The more my son-in-law told me about Pararescue, I knew it was the perfect fit for my leading man. Cole Judson MacKenna (Mac) came to life in my mind.

Here’s a little about Mac:Mac's tattoo #2Mac's tattoo #1

I envision Mac to be even tempered. He’s a private man who shares very little about his life outside of work. Because he moved around a lot during his twenty years in the Air Force, he’s never been married and has no children that he knows of. He and his older sister are close; she’s always called him “CJ”. Mac has two tattoos (inspiration photos included); (1) On the left side of his chest (over his heart) is a USAF Pararescue insignia of a parachute with an angel holding the world and a banner that reads, “That Others May Live” and (2) On the right side of his chest three red stars over an eagle holding a banner that reads, “US Air Force”.

Are you excited to read more about Mac? I’m excited to introduce him to the world. I’m in the final stages of revision on “Unknown Threat” and have a tentative plan to launch the book in September 2016.

Here’s a little about PJs:

In part from the Air Force Special Operations Command – Air Force Pararescuemen, also known as PJs, are the only DoD elite combat forces specifically organized, trained, equipped, and postured to conduct full spectrum Personnel Recovery (PR) to include both conventional and unconventional combat rescue operations. Theses Battlefield Airmen are the most highly trained and versatile Personnel Recovery specialists in the world…

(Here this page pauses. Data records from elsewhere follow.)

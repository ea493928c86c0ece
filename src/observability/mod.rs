//! Observability subsystem.
//!
//! # Data Flow
//! ```text
//! All subsystems produce:
//!     → tracing events (structured fields: request_id, endpoint, validator)
//!     → metrics.rs (counters for decisions, caches, handshakes)
//!
//! Consumers:
//!     → stdout via tracing-subscriber (EnvFilter)
//!     → Prometheus scrape of the metrics listener
//! ```

pub mod metrics;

All PJs are qualified experts in:

  • Advanced Weapons and Small Unit Tactics
  • Airborne and Military Free Fall
  • Static line jump operations
  • High Altitude Low Opening (HALO) parachute operations
  • High Altitude High Opening (HAHO) Parachute operations
  • Small Boat/Vehicle Craft utilization
  • Rescue Swimmers
  • Battlefield Trauma/Paramedics
  • Fast rope/rappel/hoist from any vehicle lift aircraft to both land and open ocean rescue objectives

The Pararescue Motto, “These Things We Do, That Others May Live”

You can read more about AFSOC here: AFSOC

Are you excited to read more about Mac? I’m excited to introduce him to the world. I’m in the final stages of revision on “Unknown Threat” and have a tentative plan to launch the book in September 2016.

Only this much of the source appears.